John Anthony Rohr (July 31, 1934 – August 10, 2011) was an American political scientist who was Professor Emeritus at the Center for Public Administration and Policy at Virginia Tech. Rohr is particularly known as a leading scholar of the U.S. Constitution in relationship to civil servants and public administration.

He also received the prestigious Dwight Waldo Award from the American Society for Public Administration in 2002 for contributions to the literature and leadership of public administration. He was a Fellow at the Woodrow Wilson Center in Washington, D.C., and Fellow of the National Academy of Schools of Public Affairs and Administration.

One of Rohr's argument is that the Constitution pervades American society.
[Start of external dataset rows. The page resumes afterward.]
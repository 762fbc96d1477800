use super::*;
use crate::change::{Change, Severity};
use crate::render::render_bucket;
use pretty_assertions::assert_eq;
use serde_json::json;
use std::sync::{Arc, Mutex};
use wiremock::matchers::{body_json, header, method, path};
use wiremock::{Mock, MockServer, ResponseTemplate};

fn pull_request() -> Source {
    Source::PullRequest {
        url: "https://example.com/org/repo/pull/7".into(),
        title: "Add pets".into(),
    }
}

fn sample_payload() -> Payload {
    let change = Change::breaking("Path '/users' removed");
    Payload::new(
        &pull_request(),
        vec![render_bucket(Severity::Breaking, &[&change])],
        Some("Schema bot".into()),
    )
}

fn webhook(server: &MockServer) -> Webhook {
    Webhook::new(Url::parse(&format!("{}/services/hook", server.uri())).unwrap())
}

#[test]
fn pull_request_headline() {
    assert_eq!(
        pull_request().headline(),
        "Schema update on <https://example.com/org/repo/pull/7|`Add pets`>"
    );
}

#[test]
fn compare_headline() {
    let source = Source::Compare(CompareLink {
        url: "https://example.com/org/repo/compare/abc1234...def5678".into(),
        head: "def5678".into(),
    });
    assert_eq!(
        source.headline(),
        "Schema update on <https://example.com/org/repo/compare/abc1234...def5678|`def5678`>"
    );
}

#[test]
fn payload_json_shape() {
    assert_eq!(
        serde_json::to_value(sample_payload()).unwrap(),
        json!({
            "username": "Schema bot",
            "text": "Schema update on <https://example.com/org/repo/pull/7|`Add pets`>",
            "attachments": [{
                "mrkdwn_in": ["text", "fallback"],
                "color": "#E74C3B",
                "author_name": "Breaking changes",
                "text": "Path `/users` removed",
                "fallback": "Path `/users` removed",
            }],
        })
    );
}

#[test]
fn username_is_omitted_without_bot_name() {
    let payload = Payload::new(&pull_request(), vec![], None);
    let value = serde_json::to_value(payload).unwrap();
    assert!(value.get("username").is_none());
}

#[tokio::test]
async fn posts_json_to_webhook() {
    let server = MockServer::start().await;
    let payload = sample_payload();
    Mock::given(method("POST"))
        .and(path("/services/hook"))
        .and(header("content-type", "application/json"))
        .and(body_json(serde_json::to_value(&payload).unwrap()))
        .respond_with(ResponseTemplate::new(200).set_body_string("ok"))
        .expect(1)
        .mount(&server)
        .await;

    let delivered = webhook(&server).send(&payload).await.unwrap();
    assert_eq!(delivered.status, StatusCode::OK);
}

#[tokio::test]
async fn server_error_is_reported_with_status() {
    let server = MockServer::start().await;
    Mock::given(method("POST"))
        .respond_with(ResponseTemplate::new(500).set_body_string("boom"))
        .mount(&server)
        .await;

    let err = webhook(&server).send(&sample_payload()).await.unwrap_err();
    match err {
        DeliveryError::Rejected { status, body } => {
            assert_eq!(status, StatusCode::INTERNAL_SERVER_ERROR);
            assert_eq!(body, "boom");
        }
        other => panic!("unexpected error: {other}"),
    }
}

#[tokio::test]
async fn unreachable_webhook_is_a_transport_error() {
    let port = {
        let listener = std::net::TcpListener::bind("127.0.0.1:0").unwrap();
        listener.local_addr().unwrap().port()
    };
    let hook = Webhook::new(Url::parse(&format!("http://127.0.0.1:{port}/hook")).unwrap());

    let err = hook.send(&sample_payload()).await.unwrap_err();
    assert!(matches!(err, DeliveryError::Transport(_)));
}

#[derive(Clone, Default)]
struct CapturedLog(Arc<Mutex<Vec<u8>>>);

impl CapturedLog {
    fn contents(&self) -> String {
        String::from_utf8_lossy(&self.0.lock().unwrap()).into_owned()
    }
}

impl std::io::Write for CapturedLog {
    fn write(&mut self, buf: &[u8]) -> std::io::Result<usize> {
        self.0.lock().unwrap().extend_from_slice(buf);
        Ok(buf.len())
    }

    fn flush(&mut self) -> std::io::Result<()> {
        Ok(())
    }
}

#[tokio::test]
async fn server_error_status_is_logged() {
    let server = MockServer::start().await;
    Mock::given(method("POST"))
        .respond_with(ResponseTemplate::new(500))
        .mount(&server)
        .await;

    let log = CapturedLog::default();
    let writer = log.clone();
    let subscriber = tracing_subscriber::fmt()
        .with_ansi(false)
        .with_max_level(tracing::Level::INFO)
        .with_writer(move || writer.clone())
        .finish();
    let _guard = tracing::subscriber::set_default(subscriber);

    let result = webhook(&server).send(&sample_payload()).await;
    assert!(matches!(result, Err(DeliveryError::Rejected { .. })));

    let output = log.contents();
    assert!(
        output.contains("webhook responded") && output.contains("status=500"),
        "log did not report the status: {output}"
    );
}
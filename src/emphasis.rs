use std::sync::LazyLock;

use regex_lite::{Captures, Regex};

static SINGLE_QUOTED: LazyLock<Regex> =
    LazyLock::new(|| Regex::new(r"(?im)'([^']+)'").expect("single quote pattern is valid"));

static DOUBLE_QUOTED: LazyLock<Regex> =
    LazyLock::new(|| Regex::new(r#"(?im)"([^"]+)""#).expect("double quote pattern is valid"));

/// Replace every quoted span with the same text wrapped in `marker`,
/// dropping the quotes. Single-quoted spans are rewritten before
/// double-quoted ones. Quote characters inside a span are not escaped and
/// markup characters inside it pass through unchanged.
pub fn emphasize_quotes(message: &str, marker: &str) -> String {
    let wrap = |caps: &Captures| format!("{marker}{}{marker}", &caps[1]);
    let single = SINGLE_QUOTED.replace_all(message, wrap);
    DOUBLE_QUOTED.replace_all(&single, wrap).into_owned()
}

/// Inline-code variant used in chat messages.
pub fn code_quotes(message: &str) -> String {
    emphasize_quotes(message, "`")
}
Rohr wrote the book, Prophets Without Honor, which talked about the issue of Selective Conscientious Objection to war, detailing both the pros and cons of the possibility of such a policy.

While not a Straussian in the sense of, say, Harvey Mansfield, Rohr was a student of Leo Strauss and Herbert Storing during a famous period of political theory training at the University of Chicago that heavily influenced his future work and legendary seminar teaching style.

He died in Roanoke, Virginia, in 2011.

==Books==
- To Run a Constitution: The Legitimacy of the Administrative State. Paperback – May 1, 1986, by John A. Rohr. Publisher: University Press of Kansas. Publication date: May 1, 1986. Print length: 288 pages. ISBN 0700603018.
- Public Service, Ethics, and Constitutional Practice (Studies in Government and Public Policy) by John A. Rohr. Publisher: University Press of Kansas. Publication date: December 7, 1998. 192 pages. ISBN 0700609261.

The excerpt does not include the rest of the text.